En un pasaje de su novela La esfera y la cruz, Chesterton se extraña precisamente de esto: "La gran debilidad del periodismo moderno radica en su afán de ser una fotografía de nuestra moderna existencia, pues no es más que una foto hecha meramente de excepciones. Damos en grandes titulares que un hombre se ha caído de un andamio. No damos en grandes titulares que un hombre no se ha caído de un andamio. Y este último hecho es mucho más fundamental, mucho más digno de ser tenido en cuenta, porque anuncia que esa torre hecha de misterio y terror que es el hombre aún puede enseñorearse en la Tierra".

Recobrar el asombro para elevar el periodismo

Tras los defectos del periodismo contemporáneo entrevemos un hastío, una desolación. Obvia esos sucesos normales que vertebran la vida del hombre también normal porque ya no percibe, es incapaz de hacerlo, la maravilla que se manifiesta en ellos. El periodista es ese misterioso hombre que comprende la importancia de que un tren cargado de pasajeros descarrile, pero que ignora, a su vez, el prodigio de que un tren igualmente atestado llegue sin incidencias a su destino. Ese misterioso hombre que valora más el fracaso de un matrimonio roto que el milagro de unos esposos que se juran amor eterno y cumplen su promesa. Ese hombre que, con la deletérea tinta de su pluma, eleva el mal y el sufrimiento a la categoría de norma y confina el bien en el infierno de la excepción.

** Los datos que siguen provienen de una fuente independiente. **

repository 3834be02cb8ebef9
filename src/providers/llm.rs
//! LLM provider trait

use async_trait::async_trait;

use crate::error::Result;

/// Trait for text generation against a configured language model
///
/// One handle is constructed at run start and shared read-only by every
/// pipeline stage. Implementations:
/// - `GeminiClient`: Google Generative Language API
#[async_trait]
pub trait LlmProvider: Send + Sync {
    /// Generate text for a prompt under the given system instruction
    async fn generate(&self, system: &str, prompt: &str) -> Result<String>;

    /// Check if the provider is reachable and credentialed
    async fn health_check(&self) -> Result<bool>;

    /// Provider name for logging
    fn name(&self) -> &str;

    /// Model identifier in use
    fn model(&self) -> &str;
}
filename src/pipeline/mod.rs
//! The four-stage advisory pipeline
//!
//! Stage descriptors declare who does the work, what the work is, and which
//! upstream results each stage may read; the executor walks them strictly in
//! order against one shared LLM handle.

pub mod executor;
pub mod prompt;
pub mod stage;

pub use executor::Pipeline;
pub use prompt::PromptBuilder;
pub use stage::{stages, StageKind, StageSpec};
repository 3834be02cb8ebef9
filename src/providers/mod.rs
//! External capability providers: language model and web search

pub mod gemini;
pub mod llm;
pub mod search;
pub mod serper;

pub use gemini::GeminiClient;
pub use llm::LlmProvider;
pub use search::{SearchHit, SearchProvider};
pub use serper::SerperClient;
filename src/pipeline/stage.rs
//! Stage descriptors and the fixed pipeline ordering

use serde::{Deserialize, Serialize};
use std::path::Path;

use crate::agents::{self, AgentSpec, ToolKind};

/// The four pipeline stages, in execution order
#[derive(Debug, Clone, Copy, PartialEq, Eq, Hash, Serialize, Deserialize)]
#[serde(rename_all = "snake_case")]
pub enum StageKind {
    /// Classify the document as a legitimate financial filing or reject it
    Verification,
    /// Produce the financial metrics/highlights summary
    Analysis,
    /// Produce a structured low/medium/high risk breakdown
    RiskAssessment,
    /// Produce the buy/hold/sell recommendation
    Advisory,
}

impl StageKind {
    /// All stages in fixed execution order
    pub const ORDER: [StageKind; 4] = [
        StageKind::Verification,
        StageKind::Analysis,
        StageKind::RiskAssessment,
        StageKind::Advisory,
    ];

    /// Human-readable stage name
    pub fn name(&self) -> &'static str {
        match self {
            StageKind::Verification => "verification",
            StageKind::Analysis => "analysis",
            StageKind::RiskAssessment => "risk_assessment",
            StageKind::Advisory => "advisory",
        }
    }
}

impl std::fmt::Display for StageKind {
    fn fmt(&self, f: &mut std::fmt::Formatter<'_>) -> std::fmt::Result {
        f.write_str(self.name())
    }
}

/// One unit of templated work assigned to an agent
///
/// Declarative only: the executor interprets the descriptor when it builds
/// prompts. `depends_on` is the full set of upstream results the stage is
/// allowed to read.
#[derive(Debug, Clone)]
pub struct StageSpec {
    /// Which stage this is
    pub kind: StageKind,
    /// Agent responsible for the stage
    pub agent: AgentSpec,
    /// Task description, templated with `{file_path}` and `{query}`
    pub description: String,
    /// Shape of the expected output, free text
    pub expected_output: String,
    /// Tools the stage may invoke, in preference order
    pub tools: Vec<ToolKind>,
    /// Upstream stage results this stage reads
    pub depends_on: Vec<StageKind>,
}

impl StageSpec {
    /// Render the task description against a concrete request
    pub fn render_description(&self, file_path: &Path, query: &str) -> String {
        render_template(&self.description, file_path, query)
    }

    /// Whether this stage carries the given tool
    pub fn has_tool(&self, tool: ToolKind) -> bool {
        self.tools.contains(&tool)
    }
}

/// Substitute `{file_path}` and `{query}` placeholders
pub fn render_template(template: &str, file_path: &Path, query: &str) -> String {
    template
        .replace("{file_path}", &file_path.display().to_string())
        .replace("{query}", query)
}

/// Build the fixed stage chain: verification, analysis, risk assessment,
/// advisory
pub fn stages() -> Vec<StageSpec> {
    vec![
        StageSpec {
            kind: StageKind::Verification,
            agent: agents::verifier(),
            description: "Verify the authenticity and relevance of the document located at \
                          {file_path}. Confirm it is a valid financial report (like an \
                          earnings release, 10-K, or similar corporate filing) before \
                          allowing further analysis."
                .to_string(),
            expected_output: "A short validation statement confirming the document type and \
                              its suitability for financial and investment analysis."
                .to_string(),
            tools: vec![ToolKind::ReadFinancialDocument],
            depends_on: vec![],
        },
        StageSpec {
            kind: StageKind::Analysis,
            agent: agents::financial_analyst(),
            description: "Analyze the provided financial document at the path: {file_path} \
                          to answer the user's query: {query}. Focus on the core financial \
                          performance, margins, and key highlights."
                .to_string(),
            expected_output: "A concise but thorough financial analysis report addressing \
                              the user's specific query. The report should include key \
                              metrics, revenue changes, and notable financial health \
                              indicators."
                .to_string(),
            tools: vec![ToolKind::ReadFinancialDocument, ToolKind::WebSearch],
            depends_on: vec![],
        },
        StageSpec {
            kind: StageKind::RiskAssessment,
            agent: agents::risk_assessor(),
            description: "Conduct a detailed risk assessment based on the financial \
                          document located at {file_path}. Identify liquidity risks, market \
                          uncertainties, debt obligations, or any alarming operational \
                          factors mentioned in the text."
                .to_string(),
            expected_output: "A structured risk assessment detailing low, medium, and \
                              high-probability risks, along with suggestions for mitigating \
                              those risks if an investment is made."
                .to_string(),
            tools: vec![ToolKind::ReadFinancialDocument],
            depends_on: vec![],
        },
        StageSpec {
            kind: StageKind::Advisory,
            agent: agents::investment_advisor(),
            description: "Review the initial financial analysis and the core financial \
                          document ({file_path}) to provide sound investment \
                          recommendations. Take into account the user's focus: {query}. \
                          Base all recommendations on fundamentals and cite specific data \
                          from the report."
                .to_string(),
            expected_output: "An actionable investment advisory report outlining potential \
                              opportunities and whether the asset represents a strong buy, \
                              hold, or sell, heavily grounded in the data."
                .to_string(),
            tools: vec![],
            depends_on: vec![StageKind::Analysis, StageKind::RiskAssessment],
        },
    ]
}

#[cfg(test)]
mod tests {
    use super::*;
    use std::path::PathBuf;

    #[test]
    fn stage_order_is_fixed() {
        let kinds: Vec<StageKind> = stages().iter().map(|s| s.kind).collect();
        assert_eq!(kinds, StageKind::ORDER);
    }

    #[test]
    fn verification_declares_no_dependencies() {
        let chain = stages();
        let verification = chain.iter().find(|s| s.kind == StageKind::Verification).unwrap();
        assert!(verification.depends_on.is_empty());
    }

    #[test]
    fn advisory_depends_on_exactly_analysis_and_risk() {
        let chain = stages();
        let advisory = chain.iter().find(|s| s.kind == StageKind::Advisory).unwrap();
        assert_eq!(
            advisory.depends_on,
            vec![StageKind::Analysis, StageKind::RiskAssessment]
        );
    }

    #[test]
    fn dependencies_only_point_upstream() {
        let chain = stages();
        for (index, stage) in chain.iter().enumerate() {
            for dep in &stage.depends_on {
                let dep_index = chain.iter().position(|s| s.kind == *dep).unwrap();
                assert!(dep_index < index, "{} depends on downstream {}", stage.kind, dep);
            }
        }
    }

    #[test]
    fn render_substitutes_placeholders() {
        let chain = stages();
        let analysis = chain.iter().find(|s| s.kind == StageKind::Analysis).unwrap();
        let rendered = analysis.render_description(
            &PathBuf::from("data/sample.pdf"),
            "is revenue growing?",
        );
        assert!(rendered.contains("data/sample.pdf"));
        assert!(rendered.contains("is revenue growing?"));
        assert!(!rendered.contains("{file_path}"));
        assert!(!rendered.contains("{query}"));
    }
}
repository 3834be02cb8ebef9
//! Configuration for the advisory pipeline

use serde::{Deserialize, Serialize};
use std::path::{Path, PathBuf};

use crate::error::{Error, Result};

/// Main pipeline configuration
#[derive(Debug, Clone, Default, Serialize, Deserialize)]
pub struct AdvisorConfig {
    /// LLM configuration
    #[serde(default)]
    pub llm: LlmConfig,
    /// Web search configuration
    #[serde(default)]
    pub search: SearchConfig,
    /// Pipeline behavior configuration
    #[serde(default)]
    pub pipeline: PipelineConfig,
}

impl AdvisorConfig {
    /// Load configuration from a TOML file, then apply environment overrides
    pub fn load(path: impl AsRef<Path>) -> Result<Self> {
        let raw = std::fs::read_to_string(path.as_ref())?;
        let mut config: Self =
            toml::from_str(&raw).map_err(|e| Error::config(e.to_string()))?;
        config.apply_env();
        Ok(config)
    }

    /// Build a default configuration with environment overrides applied
    pub fn from_env() -> Self {
        let mut config = Self::default();
        config.apply_env();
        config
    }

    /// Pull API credentials from the environment when present
    ///
    /// `GEMINI_API_KEY` and `SERPER_API_KEY` always win over file values so
    /// that secrets never have to live in the config file.
    fn apply_env(&mut self) {
        if let Ok(key) = std::env::var("GEMINI_API_KEY") {
            if !key.is_empty() {
                self.llm.api_key = Some(key);
            }
        }
        if let Ok(key) = std::env::var("SERPER_API_KEY") {
            if !key.is_empty() {
                self.search.api_key = Some(key);
            }
        }
    }
}

/// LLM (Gemini) configuration
#[derive(Debug, Clone, Serialize, Deserialize)]
pub struct LlmConfig {
    /// Generative Language API base URL
    pub base_url: String,
    /// Model identifier
    pub model: String,
    /// API key (usually injected from GEMINI_API_KEY)
    #[serde(default)]
    pub api_key: Option<String>,
    /// Temperature for generation
    pub temperature: f32,
    /// Maximum output tokens per response
    pub max_output_tokens: u32,
    /// Request timeout in seconds
    pub timeout_secs: u64,
    /// Number of retries for failed requests
    pub max_retries: u32,
}

impl Default for LlmConfig {
    fn default() -> Self {
        Self {
            base_url: "https://generativelanguage.googleapis.com/v1beta".to_string(),
            model: "gemini-2.5-flash".to_string(),
            api_key: None,
            temperature: 0.3,
            max_output_tokens: 4096,
            timeout_secs: 120,
            max_retries: 2,
        }
    }
}

/// Web search (Serper) configuration
#[derive(Debug, Clone, Serialize, Deserialize)]
pub struct SearchConfig {
    /// Serper API endpoint
    pub base_url: String,
    /// API key (usually injected from SERPER_API_KEY)
    #[serde(default)]
    pub api_key: Option<String>,
    /// Maximum organic results to feed into a stage prompt
    pub max_results: usize,
    /// Request timeout in seconds
    pub timeout_secs: u64,
}

impl Default for SearchConfig {
    fn default() -> Self {
        Self {
            base_url: "https://google.serper.dev".to_string(),
            api_key: None,
            max_results: 5,
            timeout_secs: 30,
        }
    }
}

/// Pipeline behavior configuration
#[derive(Debug, Clone, Serialize, Deserialize)]
pub struct PipelineConfig {
    /// Document analyzed when the caller does not supply a path
    pub default_document: PathBuf,
    /// Stop the run after Verification when the verifier rejects the document
    ///
    /// Off by default: rejection is advisory text and later stages still run.
    #[serde(default)]
    pub halt_on_rejection: bool,
}

impl Default for PipelineConfig {
    fn default() -> Self {
        Self {
            default_document: PathBuf::from("data/sample.pdf"),
            halt_on_rejection: false,
        }
    }
}

#[cfg(test)]
mod tests {
    use super::*;

    #[test]
    fn defaults_are_sane() {
        let config = AdvisorConfig::default();
        assert_eq!(config.llm.model, "gemini-2.5-flash");
        assert_eq!(config.pipeline.default_document, PathBuf::from("data/sample.pdf"));
        assert!(!config.pipeline.halt_on_rejection);
    }

    #[test]
    fn partial_toml_fills_defaults() {
        let config: AdvisorConfig = toml::from_str(
            r#"
            [llm]
            base_url = "http://localhost:9999"
            model = "gemini-2.5-pro"
            temperature = 0.1
            max_output_tokens = 2048
            timeout_secs = 60
            max_retries = 1
            "#,
        )
        .unwrap();

        assert_eq!(config.llm.model, "gemini-2.5-pro");
        assert_eq!(config.search.max_results, 5);
        assert!(!config.pipeline.halt_on_rejection);
    }
}
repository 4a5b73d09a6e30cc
pub mod fs;
//! Client for the hosted MOSS service.
//!
//! The service speaks a line protocol over plain TCP: a handful of option
//! lines, a language acknowledgement, one `file` header per upload followed by
//! the raw bytes, then `query` which answers with the report URL.

use async_trait::async_trait;
use std::path::Path;
use tokio::io::{AsyncRead, AsyncReadExt, AsyncWrite, AsyncWriteExt};
use tokio::net::TcpStream;

use super::traits::{CompareError, CompareOptions, Comparator, ComparisonInput};

pub struct MossClient {
    user_id: String,
    server: String,
}

impl MossClient {
    pub fn new(user_id: &str, server: &str) -> Self {
        Self {
            user_id: user_id.to_string(),
            server: server.to_string(),
        }
    }

    /// Run one submission over an already connected stream.
    pub async fn submit<S>(
        &self,
        stream: &mut S,
        input: &ComparisonInput,
        options: &CompareOptions,
    ) -> Result<String, CompareError>
    where
        S: AsyncRead + AsyncWrite + Unpin,
    {
        let header = format!(
            "moss {}\ndirectory {}\nX {}\nmaxmatches {}\nshow {}\nlanguage {}\n",
            self.user_id,
            options.directory_mode as u8,
            options.experimental as u8,
            options.ignore_limit,
            options.max_matches_shown,
            options.language,
        );
        stream.write_all(header.as_bytes()).await?;
        stream.flush().await?;

        let ack = read_reply(stream).await?;
        if ack.trim() == "no" {
            stream.write_all(b"end\n").await?;
            return Err(CompareError::LanguageRejected(options.language.clone()));
        }
        tracing::debug!(ack = %ack.trim(), "language accepted");

        for path in &input.baseline {
            upload(stream, path, &input.display_name(path), 0, &options.language).await?;
        }
        for (index, path) in input.candidates.iter().enumerate() {
            upload(
                stream,
                path,
                &input.display_name(path),
                index + 1,
                &options.language,
            )
            .await?;
        }

        stream
            .write_all(format!("query 0 {}\n", options.comment).as_bytes())
            .await?;
        stream.flush().await?;

        let reply = read_reply(stream).await?;
        stream.write_all(b"end\n").await?;
        stream.flush().await?;

        let url = reply.replace('\n', "").trim().to_string();
        if !url.starts_with("http") {
            return Err(CompareError::NoReportUrl(url));
        }
        Ok(url)
    }
}

async fn upload<S>(
    stream: &mut S,
    path: &Path,
    display_name: &str,
    file_id: usize,
    language: &str,
) -> Result<(), CompareError>
where
    S: AsyncWrite + Unpin,
{
    let content = tokio::fs::read(path).await?;
    tracing::debug!(file = %display_name, id = file_id, bytes = content.len(), "uploading");
    let header = format!(
        "file {} {} {} {}\n",
        file_id,
        language,
        content.len(),
        display_name
    );
    stream.write_all(header.as_bytes()).await?;
    stream.write_all(&content).await?;
    Ok(())
}

/// Read one server reply: up to a newline, EOF, or 1 KiB.
async fn read_reply<S>(stream: &mut S) -> Result<String, CompareError>
where
    S: AsyncRead + Unpin,
{
    let mut reply = Vec::new();
    let mut buf = [0u8; 1024];
    loop {
        let n = stream.read(&mut buf).await?;
        if n == 0 {
            break;
        }
        reply.extend_from_slice(&buf[..n]);
        if reply.contains(&b'\n') || reply.len() >= 1024 {
            break;
        }
    }
    Ok(String::from_utf8_lossy(&reply).into_owned())
}

#[async_trait]
impl Comparator for MossClient {
    fn name(&self) -> &'static str {
        "MOSS service"
    }

    async fn compare(
        &self,
        input: &ComparisonInput,
        options: &CompareOptions,
    ) -> Result<String, CompareError> {
        if input.candidates.is_empty() {
            return Err(CompareError::NoCandidates);
        }
        tracing::info!(
            server = %self.server,
            baseline = input.baseline.len(),
            candidates = input.candidates.len(),
            "submitting to MOSS"
        );
        let mut stream = TcpStream::connect(&self.server).await?;
        self.submit(&mut stream, input, options).await
    }
}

Sin embargo, aunque constatemos el halo de misterio que envuelve al periodista, la rareza de sus predilecciones, no hemos de desconsiderar que ha crecido y que vive en una comunidad concreta. No es tanto la causa de un problema como su síntoma. Si sus reportajes versan sobre la corrupción del PP valenciano y no sobre la sencilla honradez de un taxista, sobre un asesinato y no sobre un nacimiento, es porque los lectores prefieren la tenebrosa policromía de las excepciones a la solo aparente monocromía de la cotidianidad. Cuando los ciudadanos de periódico matutino y telediario a las 21:00 expresan su deseo de "estar al día", están expresando veladamente un inconfesable deseo de chapotear en la ponzoña ajena.

Quizá el remedio a los males del periodismo contemporáneo estribe, primero, en recobrar el asombro por esos pequeños milagros diarios que acontecen ante nuestros ojos y que nosotros ya hemos dado por sentado, o en escribir como Jesús Montiel en su sublime Casa de tinta: "Siguen pareciéndome más interesantes que los telediarios los gatos, las peripecias de las hojas, ese brillo elástico que el agua deposita en las aceras. Todo sigue siendo emocionante. Ignoro el día en el que lo secundario me secuestró".

Cuando hayamos redescubierto la belleza de lo cotidiano, esa belleza que suena como el despreocupado canturreo de un mirlo, repararemos en que las mayores primicias no son precisamente las que aparecen en televisión.